L’ecologismo radical chic, invece, funziona sulla tematica
del pentimento morale in una prospettiva “planetaria” e apocalittica
(«pentitevi, perché la fine è vicina!»). Veicolato da piccoli borghesi
delle grandi città che non hanno alcuna idea di cosa sia davvero la
natura (i cacciatori la conoscono e la rispettano meglio di loro),
perorano un’ecologia fondamentalmente punitiva col pretesto di “far del
bene al pianeta”, che ai loro occhi non è che uno spazio mondiale in via
di unificazione. Come fare del bene al pianeta? Proibendo gli alberi di
Natale, il foie gras, la caccia alla lepre e le corride, favorendo la
promozione delle pale eoliche e dei monopattini elettrici, vandalizzando
le opere d’arte o magari legalizzando la cannabis e inviando carri
all’Ucraina. Strano modo di preservare l’ambiente.
Che fare, allora,
se si vuol restituire all’ecologia il suo vero senso? Innanzitutto
evitare quella che Bernard Charbonneau chiamava la «periferizzazione del
mondo», la trasformazione del mondo in una periferia senza fine, fatta
di costruzioni industriali, sedi di grosse società, terre desolare,
“grandi insiemi” e centri commerciali. Impedire la devastazione del
mondo da parte di un capitalismo liberale che cerca solo di massimizzare
i profitti. Preservarlo dall’accelerazione del tempo e dal
restringimento dello spazio. Farne un luogo non solo vivibile, ma
abitabile.
Questa ecologia è un’ecologia del locale, del territorio,
del paesaggio, del sito, del «luogo che fa legame» (Michel Maffesoli).

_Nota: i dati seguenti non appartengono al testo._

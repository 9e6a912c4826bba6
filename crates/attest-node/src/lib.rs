pub mod cli;
pub mod config;
pub mod logging;
pub mod service;

pub use config::NodeConfig;
pub use service::RewardService;
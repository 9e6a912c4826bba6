use crate::config::RewardContext;
use crate::error::{Result, RewardError};
use crate::locks::{KeyedLockTable, MOVE_FUNDS_KEY};
use crate::notify::OperatorNotifier;
use crate::texts;
use attest_storage::{LedgerReader, RewardStorage, Wallet};
use attest_types::UnitId;
use std::sync::Arc;
use tracing::{debug, info, warn};

/// Most addresses one unit may spend from.
pub const MAX_AUTHORS_PER_UNIT: usize = 16;

#[derive(Debug, Clone, Copy, PartialEq, Eq)]
pub enum SweepOutcome {
    /// The ledger is still syncing.
    Skipped,
    NothingToMove,
    Moved { unit: UnitId, addresses: usize },
}

/// Consolidates paid-in attestation fees into the attestor address.
pub struct FundsSweeper {
    storage: Arc<dyn RewardStorage>,
    ledger: Arc<dyn LedgerReader>,
    wallet: Arc<dyn Wallet>,
    operator: Arc<dyn OperatorNotifier>,
    context: Arc<RewardContext>,
    locks: Arc<KeyedLockTable>,
}

impl FundsSweeper {
    pub fn new(
        storage: Arc<dyn RewardStorage>,
        ledger: Arc<dyn LedgerReader>,
        wallet: Arc<dyn Wallet>,
        operator: Arc<dyn OperatorNotifier>,
        context: Arc<RewardContext>,
        locks: Arc<KeyedLockTable>,
    ) -> Self {
        Self {
            storage,
            ledger,
            wallet,
            operator,
            context,
            locks,
        }
    }

    pub async fn sweep(&self) -> Result<SweepOutcome> {
        if self.ledger.is_catching_up().await? {
            debug!("Ledger catching up, funds sweep skipped");
            return Ok(SweepOutcome::Skipped);
        }

        let _guard = self.locks.acquire(MOVE_FUNDS_KEY).await;

        let candidates = self.storage.list_receiving_addresses().await?;
        let funded = self
            .ledger
            .addresses_with_stable_funds(&candidates, MAX_AUTHORS_PER_UNIT)
            .await?;
        if funded.is_empty() {
            return Ok(SweepOutcome::NothingToMove);
        }

        let attestor = &self.context.attestor_address;
        match self.wallet.send_all(&funded, attestor).await {
            Ok(unit) => {
                info!(
                    unit = %unit,
                    addresses = funded.len(),
                    to = %attestor,
                    "🧹 Moved funds to attestor address"
                );
                Ok(SweepOutcome::Moved {
                    unit,
                    addresses: funded.len(),
                })
            }
            Err(e) => {
                warn!(error = %e, addresses = funded.len(), "❌ Failed to move funds");
                let balance = self.wallet.read_balance(&funded[0]).await.ok();
                self.operator
                    .notify_operator(
                        "failed to move funds",
                        &texts::payment_failed_body(&e.to_string(), balance),
                    )
                    .await;
                Err(RewardError::Dispatch(e.to_string()))
            }
        }
    }
}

L’ecologista sincero è un amico dei luoghi, che sono altrettanti abiti
con cui i popoli hanno rivestito la Terra. I luoghi, come gli uomini che
li abitano, non sono intercambiabili, anche se entrambi vivono
nell’orizzonte della precarietà. Friedrich Nietzsche diceva che
«l’occhio del nichilista idealizza nel senso della bruttezza». La
bruttezza oggi è voluta e ricercata, perché la bellezza è considerata
superata. Occorre restituire al mondo la sua bellezza e la sua
diversità, a partire dalla diversità dei popoli e delle culture.
Non
si tratta solo di rispettare l’ambiente, ma di rifondare un’amichevole
connivenza fra l’uomo e la natura, che si potrebbe riassumere nei
termini di Martin Buber: sostituire l’io-tu all’io-ciò. Ritrovare il
senso del cosmos. Smettere di ragionare secondo il dualismo
soggetto-oggetto ereditato da Cartesio che inaugura un’assoluta
separazione tra la cultura e la natura, gettando le basi di quello che
Augustin Berque chiama il paradigma occidentale moderno classico.
Armonia
ma non fusione. Perché bisogna anche respingere l’ecologismo New Age,
mistico e fusionale, e l’antispecismo, che vuole dimenticare che l’uomo è
creatore di se stesso perché, contrariamente agli altri animali,
l’ambito che gli appartiene in proprio è la storicità. Solo l’uomo
diviene storicamente. L’umanità è una solo biologicamente; culturalmente
è per forza molteplice. L’uomo non ha un ambiente specifico. Crea il
suo a sua guisa, e questa disposizione sfocia nella diversità delle
culture.
L’ecologia è fondamentalmente conservatrice, poiché si batte
per il rispetto degli ecosistemi e dei cicli naturali, valorizza il
radicamento, rifiuta il saccheggio dei paesaggi, ha il senso della
terra, diffida tradizionalmente dei danni provocati in nome del
produttivismo e del progresso. Ma è anche rivoluzionaria. Nel 1937,
Bernard Charbonneau pubblicò un articolo intitolato Il sentimento della
natura, forza rivoluzionaria, constatando che «in un mondo che si lascia
andare nel corso del Niagara economico, la conservazione diventa
rivoluzionaria». Aveva ragione. Cambiare rotta sarebbe un atto molto
profondamente conservatore e perfettamente rivoluzionario.